Give back the full listing exactly as written.

++++++++++++++++++++

//! Heuristic entity extraction.
//!
//! Finds proper-noun runs, organizations, dates, numbers, technical terms
//! and quoted terms with regex patterns. Used by the offline annotator when
//! no language service is configured.

use once_cell::sync::Lazy;
use regex::Regex;
use serde::{Deserialize, Serialize};

use super::sentences::split_sentences;

/// Coarse entity type, named like the language service's types.
#[derive(Debug, Clone, Copy, PartialEq, Eq, Serialize, Deserialize)]
#[serde(rename_all = "SCREAMING_SNAKE_CASE")]
pub enum EntityKind {
    Person,
    Organization,
    Date,
    Number,
    Other,
}

impl EntityKind {
    pub fn as_str(&self) -> &'static str {
        match self {
            Self::Person => "PERSON",
            Self::Organization => "ORGANIZATION",
            Self::Date => "DATE",
            Self::Number => "NUMBER",
            Self::Other => "OTHER",
        }
    }
}

/// One distinct entity and how often it occurs.
#[derive(Debug, Clone, PartialEq, Eq)]
pub struct EntityMention {
    pub name: String,
    pub kind: EntityKind,
    pub mentions: usize,
}

static TITLE_NAME: Lazy<Regex> = Lazy::new(|| {
    Regex::new(r"\b(?:Mr|Mrs|Ms|Dr|Prof)\.\s+([A-Z][a-z]+(?:\s+[A-Z][a-z]+)?)").unwrap()
});

const TITLES: [&str; 5] = ["Mr", "Mrs", "Ms", "Dr", "Prof"];

static ORGANIZATION: Lazy<Regex> = Lazy::new(|| {
    Regex::new(r"\b[A-Z][A-Za-z]+(?:\s+[A-Z][A-Za-z]+)*\s+(?:Inc\.?|Corp\.?|LLC|Ltd\.?|Co\.)").unwrap()
});

static DATES: Lazy<Vec<Regex>> = Lazy::new(|| {
    [
        r"\b(?:January|February|March|April|May|June|July|August|September|October|November|December)\s+\d{1,2}(?:st|nd|rd|th)?,?\s*\d{4}\b",
        r"\b(?:Jan|Feb|Mar|Apr|Jun|Jul|Aug|Sep|Oct|Nov|Dec)\.?\s+\d{1,2}(?:st|nd|rd|th)?,?\s*\d{4}\b",
        r"\b\d{1,2}[-/]\d{1,2}[-/]\d{2,4}\b",
        r"\b\d{4}-\d{1,2}-\d{1,2}\b",
    ]
    .iter()
    .map(|p| Regex::new(p).unwrap())
    .collect()
});

static NUMBER: Lazy<Regex> =
    Lazy::new(|| Regex::new(r"\$?\b\d+(?:[.,]\d+)*(?:%|\b)").unwrap());

static TECHNICAL: Lazy<Vec<Regex>> = Lazy::new(|| {
    [
        r"\b[a-z]+[A-Z][a-zA-Z]*\b",
        r"\b[a-z]+_[a-z_]+\b",
        r"\b[A-Z][A-Z_]{2,}\b",
    ]
    .iter()
    .map(|p| Regex::new(p).unwrap())
    .collect()
});

static QUOTED: Lazy<Regex> = Lazy::new(|| Regex::new(r#""([^"]{2,30})""#).unwrap());

/// Extract up to `max_entities` entities, most frequent first.
///
/// Ties keep first-seen order so repeated runs produce the same list.
pub fn extract_entities(text: &str, max_entities: usize) -> Vec<EntityMention> {
    let mut found: Vec<(String, EntityKind)> = Vec::new();
    let mut add = |name: &str, kind: EntityKind| {
        let name = name.trim();
        // Parts of an already-found entity are not entities of their own.
        if name.len() < 2 || found.iter().any(|(n, _)| n.contains(name)) {
            return;
        }
        found.push((name.to_string(), kind));
    };

    for m in ORGANIZATION.find_iter(text) {
        add(m.as_str(), EntityKind::Organization);
    }
    for cap in TITLE_NAME.captures_iter(text) {
        if let Some(m) = cap.get(1) {
            add(m.as_str(), EntityKind::Person);
        }
    }
    for re in DATES.iter() {
        for m in re.find_iter(text) {
            add(m.as_str(), EntityKind::Date);
        }
    }

    // Runs of capitalized words, skipping the sentence-initial word.
    for sentence in split_sentences(text) {
        let words: Vec<&str> = sentence.split_whitespace().collect();
        let mut run: Vec<String> = Vec::new();
        for (i, word) in words.iter().enumerate() {
            let cleaned: String = word.chars().filter(|c| c.is_alphanumeric()).collect();
            let capitalized = i > 0
                && cleaned.chars().count() > 1
                && !TITLES.contains(&cleaned.as_str())
                && cleaned.chars().next().is_some_and(char::is_uppercase)
                && !cleaned.chars().all(char::is_uppercase);
            if capitalized {
                run.push(cleaned);
                // Punctuation after a word ends the run.
                if !word.ends_with(|c: char| c.is_alphanumeric()) {
                    flush_run(&mut run, &mut add);
                }
            } else {
                flush_run(&mut run, &mut add);
            }
        }
        flush_run(&mut run, &mut add);
    }

    for re in TECHNICAL.iter() {
        for m in re.find_iter(text) {
            add(m.as_str(), EntityKind::Other);
        }
    }
    for cap in QUOTED.captures_iter(text) {
        if let Some(m) = cap.get(1) {
            add(m.as_str(), EntityKind::Other);
        }
    }
    for m in NUMBER.find_iter(text) {
        add(m.as_str(), EntityKind::Number);
    }

    let lower = text.to_lowercase();
    let mut mentions: Vec<EntityMention> = found
        .into_iter()
        .map(|(name, kind)| {
            let count = lower.matches(&name.to_lowercase()).count().max(1);
            EntityMention {
                name,
                kind,
                mentions: count,
            }
        })
        .collect();
    mentions.sort_by(|a, b| b.mentions.cmp(&a.mentions));
    mentions.truncate(max_entities);
    mentions
}

/// Two or more capitalized words read as a name; a single one is generic.
fn flush_run(run: &mut Vec<String>, add: &mut impl FnMut(&str, EntityKind)) {
    match run.len() {
        0 => {}
        1 => add(&run[0], EntityKind::Other),
        _ => add(&run.join(" "), EntityKind::Person),
    }
    run.clear();
}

++++++++++++++++++++

## EXPECTED OUTPUT
//! Heuristic entity extraction.
//!
//! Finds proper-noun runs, organizations, dates, numbers, technical terms
//! and quoted terms with regex patterns. Used by the offline annotator when
//! no language service is configured.

use once_cell::sync::Lazy;
use regex::Regex;
use serde::{Deserialize, Serialize};

use super::sentences::split_sentences;

/// Coarse entity type, named like the language service's types.
#[derive(Debug, Clone, Copy, PartialEq, Eq, Serialize, Deserialize)]
#[serde(rename_all = "SCREAMING_SNAKE_CASE")]
pub enum EntityKind {
    Person,
    Organization,
    Date,
    Number,
    Other,
}

impl EntityKind {
    pub fn as_str(&self) -> &'static str {
        match self {
            Self::Person => "PERSON",
            Self::Organization => "ORGANIZATION",
            Self::Date => "DATE",
            Self::Number => "NUMBER",
            Self::Other => "OTHER",
        }
    }
}

/// One distinct entity and how often it occurs.
#[derive(Debug, Clone, PartialEq, Eq)]
pub struct EntityMention {
    pub name: String,
    pub kind: EntityKind,
    pub mentions: usize,
}

static TITLE_NAME: Lazy<Regex> = Lazy::new(|| {
    Regex::new(r"\b(?:Mr|Mrs|Ms|Dr|Prof)\.\s+([A-Z][a-z]+(?:\s+[A-Z][a-z]+)?)").unwrap()
});

const TITLES: [&str; 5] = ["Mr", "Mrs", "Ms", "Dr", "Prof"];

static ORGANIZATION: Lazy<Regex> = Lazy::new(|| {
    Regex::new(r"\b[A-Z][A-Za-z]+(?:\s+[A-Z][A-Za-z]+)*\s+(?:Inc\.?|Corp\.?|LLC|Ltd\.?|Co\.)").unwrap()
});

static DATES: Lazy<Vec<Regex>> = Lazy::new(|| {
    [
        r"\b(?:January|February|March|April|May|June|July|August|September|October|November|December)\s+\d{1,2}(?:st|nd|rd|th)?,?\s*\d{4}\b",
        r"\b(?:Jan|Feb|Mar|Apr|Jun|Jul|Aug|Sep|Oct|Nov|Dec)\.?\s+\d{1,2}(?:st|nd|rd|th)?,?\s*\d{4}\b",
        r"\b\d{1,2}[-/]\d{1,2}[-/]\d{2,4}\b",
        r"\b\d{4}-\d{1,2}-\d{1,2}\b",
    ]
    .iter()
    .map(|p| Regex::new(p).unwrap())
    .collect()
});

static NUMBER: Lazy<Regex> =
    Lazy::new(|| Regex::new(r"\$?\b\d+(?:[.,]\d+)*(?:%|\b)").unwrap());

static TECHNICAL: Lazy<Vec<Regex>> = Lazy::new(|| {
    [
        r"\b[a-z]+[A-Z][a-zA-Z]*\b",
        r"\b[a-z]+_[a-z_]+\b",
        r"\b[A-Z][A-Z_]{2,}\b",
    ]
    .iter()
    .map(|p| Regex::new(p).unwrap())
    .collect()
});

static QUOTED: Lazy<Regex> = Lazy::new(|| Regex::new(r#""([^"]{2,30})""#).unwrap());

/// Extract up to `max_entities` entities, most frequent first.
///
/// Ties keep first-seen order so repeated runs produce the same list.
pub fn extract_entities(text: &str, max_entities: usize) -> Vec<EntityMention> {
    let mut found: Vec<(String, EntityKind)> = Vec::new();
    let mut add = |name: &str, kind: EntityKind| {
        let name = name.trim();
        // Parts of an already-found entity are not entities of their own.
        if name.len() < 2 || found.iter().any(|(n, _)| n.contains(name)) {
            return;
        }
        found.push((name.to_string(), kind));
    };

    for m in ORGANIZATION.find_iter(text) {
        add(m.as_str(), EntityKind::Organization);
    }
    for cap in TITLE_NAME.captures_iter(text) {
        if let Some(m) = cap.get(1) {
            add(m.as_str(), EntityKind::Person);
        }
    }
    for re in DATES.iter() {
        for m in re.find_iter(text) {
            add(m.as_str(), EntityKind::Date);
        }
    }

    // Runs of capitalized words, skipping the sentence-initial word.
    for sentence in split_sentences(text) {
        let words: Vec<&str> = sentence.split_whitespace().collect();
        let mut run: Vec<String> = Vec::new();
        for (i, word) in words.iter().enumerate() {
            let cleaned: String = word.chars().filter(|c| c.is_alphanumeric()).collect();
            let capitalized = i > 0
                && cleaned.chars().count() > 1
                && !TITLES.contains(&cleaned.as_str())
                && cleaned.chars().next().is_some_and(char::is_uppercase)
                && !cleaned.chars().all(char::is_uppercase);
            if capitalized {
                run.push(cleaned);
                // Punctuation after a word ends the run.
                if !word.ends_with(|c: char| c.is_alphanumeric()) {
                    flush_run(&mut run, &mut add);
                }
            } else {
                flush_run(&mut run, &mut add);
            }
        }
        flush_run(&mut run, &mut add);
    }

    for re in TECHNICAL.iter() {
        for m in re.find_iter(text) {
            add(m.as_str(), EntityKind::Other);
        }
    }
    for cap in QUOTED.captures_iter(text) {
        if let Some(m) = cap.get(1) {
            add(m.as_str(), EntityKind::Other);
        }
    }
    for m in NUMBER.find_iter(text) {
        add(m.as_str(), EntityKind::Number);
    }

    let lower = text.to_lowercase();
    let mut mentions: Vec<EntityMention> = found
        .into_iter()
        .map(|(name, kind)| {
            let count = lower.matches(&name.to_lowercase()).count().max(1);
            EntityMention {
                name,
                kind,
                mentions: count,
            }
        })
        .collect();
    mentions.sort_by(|a, b| b.mentions.cmp(&a.mentions));
    mentions.truncate(max_entities);
    mentions
}

/// Two or more capitalized words read as a name; a single one is generic.
fn flush_run(run: &mut Vec<String>, add: &mut impl FnMut(&str, EntityKind)) {
    match run.len() {
        0 => {}
        1 => add(&run[0], EntityKind::Other),
        _ => add(&run.join(" "), EntityKind::Person),
    }
    run.clear();
}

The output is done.